Personal information
- Date of birth: 9 May 1994 (age 32)
- Place of birth: Belgium
- Height: 1.74 m (5 ft 9 in)
- Position: Left winger

Team information
- Current team: KWS Houthulst

Youth career
- 2000–2012: Kortrijk

Senior career*
- Years: Team / Apps / (Gls)
- 2014–2016: Kortrijk / 18 / (0)
- 2015–2016: → Coxyde (loan) / 17 / (0)
- 2016–2017: Sint-Eloois-Winkel
- 2017–2018: Londerzeel
- 2018–2019: KSCT Menen / 26 / (6)
- 2019–2020: Harelbeke / 13 / (2)
- 2020–2022: KSCT Menen / 14 / (3)
- 2022: Roeselare-Daisel
- 2023–2025: SV Wevelgem City
- 2025–: KWS Houthulst

= Gregory Mahau =

Belgian footballer

Gregory Mahau (born 9 May 1994) is a Belgian professional footballer who plays as a winger for KWS Houthulst.

==Career==
===Club career===
Mahau is a youth product of KV Kortrijk. He made his professional debut for Kortrijk on 13 April 2013 in the Jupiler Pro League. Besides a loan spell at Coxyde in the 2015–16 season, Mahau managed to play 20 games for Kortrijk before his departure at the end of August 2016.

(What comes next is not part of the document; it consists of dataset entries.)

//! A small SVG element tree. Panels and layers build nodes; the plot serialises them.

use std::fmt::{self, Write};

#[derive(Clone, Debug, Default, PartialEq)]
pub struct SvgNode {
    pub tag: String,
    pub attrs: Vec<(String, String)>,
    pub text: Option<String>,
    pub children: Vec<SvgNode>,
}

impl SvgNode {
    pub fn new(tag: &str) -> Self {
        Self {
            tag: tag.to_string(),
            ..Default::default()
        }
    }

    pub fn group(id: impl fmt::Display) -> Self {
        Self::new("g").attr("id", id)
    }

    pub fn attr(mut self, name: &str, value: impl fmt::Display) -> Self {
        self.set_attr(name, value);
        self
    }

    pub fn set_attr(&mut self, name: &str, value: impl fmt::Display) {
        let value = value.to_string();
        match self.attrs.iter_mut().find(|(n, _)| n == name) {
            Some(existing) => existing.1 = value,
            None => self.attrs.push((name.to_string(), value)),
        }
    }

    pub fn get_attr(&self, name: &str) -> Option<&str> {
        self.attrs
            .iter()
            .find(|(n, _)| n == name)
            .map(|(_, v)| v.as_str())
    }

    pub fn with_text(mut self, text: impl Into<String>) -> Self {
        self.text = Some(text.into());
        self
    }

    pub fn child(mut self, node: SvgNode) -> Self {
        self.children.push(node);
        self
    }

    pub fn push(&mut self, node: SvgNode) {
        self.children.push(node);
    }

    pub fn has_class(&self, class: &str) -> bool {
        self.get_attr("class")
            .is_some_and(|classes| classes.split_whitespace().any(|c| c == class))
    }

    /// Depth-first search by `id` attribute.
    pub fn find_by_id(&self, id: &str) -> Option<&SvgNode> {
        if self.get_attr("id") == Some(id) {
            return Some(self);
        }
        self.children.iter().find_map(|c| c.find_by_id(id))
    }

    /// Every descendant (including self) carrying `class`.
    pub fn find_all_by_class<'a>(&'a self, class: &str) -> Vec<&'a SvgNode> {
        let mut found = Vec::new();
        self.collect_class(class, &mut found);
        found
    }

    fn collect_class<'a>(&'a self, class: &str, found: &mut Vec<&'a SvgNode>) {
        if self.has_class(class) {
            found.push(self);
        }
        for child in &self.children {
            child.collect_class(class, found);
        }
    }

    fn write_to(&self, out: &mut String, depth: usize) -> fmt::Result {
        let indent = "  ".repeat(depth);
        write!(out, "{}<{}", indent, self.tag)?;
        for (name, value) in &self.attrs {
            write!(out, r#" {}="{}""#, name, escape_xml(value))?;
        }
        match (&self.text, self.children.is_empty()) {
            (None, true) => writeln!(out, "/>"),
            (Some(text), true) => writeln!(out, ">{}</{}>", escape_xml(text), self.tag),
            (text, false) => {
                writeln!(out, ">")?;
                if let Some(text) = text {
                    writeln!(out, "{}  {}", indent, escape_xml(text))?;
                }
                for child in &self.children {
                    child.write_to(out, depth + 1)?;
                }
                writeln!(out, "{}</{}>", indent, self.tag)
            }
        }
    }

    pub fn to_svg_string(&self) -> String {
        let mut out = String::new();
        // Writing into a String cannot fail.
        let _ = self.write_to(&mut out, 0);
        out
    }
}

pub fn escape_xml(s: &str) -> String {
    let mut escaped = String::with_capacity(s.len());
    for c in s.chars() {
        match c {
            '&' => escaped.push_str("&amp;"),
            '<' => escaped.push_str("&lt;"),
            '>' => escaped.push_str("&gt;"),
            '"' => escaped.push_str("&quot;"),
            other => escaped.push(other),
        }
    }
    escaped
}

pub fn translate(x: f64, y: f64) -> String {
    format!("translate({}, {})", x, y)
}

#[cfg(test)]
mod tests {
    use super::*;

    #[test]
    fn test_serialises_nested_nodes() {
        let svg = SvgNode::group("p")
            .child(SvgNode::new("text").attr("class", "lz-title").with_text("a < b"))
            .to_svg_string();
        assert_eq!(
            svg,
            "<g id=\"p\">\n  <text class=\"lz-title\">a &lt; b</text>\n</g>\n"
        );
    }
}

On 31 August 2016 Mahau moved to KVC Winkel Sport. After one season, he moved to Londerzeel. Ahead of the 2018–19 season, he joined KSCT Menen. In the 2019–20 season, he played for KRC Harelbeke.

In the summer 2020, Mahau returned to his former club, KSCT Menen. After two seasons, Mahai joined Roeselare-Daisel ahead of the 2022–23 season. But back in early August, it emerged that there had been a disagreement between Mahau and several teammates at an event. In the wake of this, the club decided to stop working with Mahau.

In May 2023 it was confirmed, that Mahau had signed with Wevelgem City.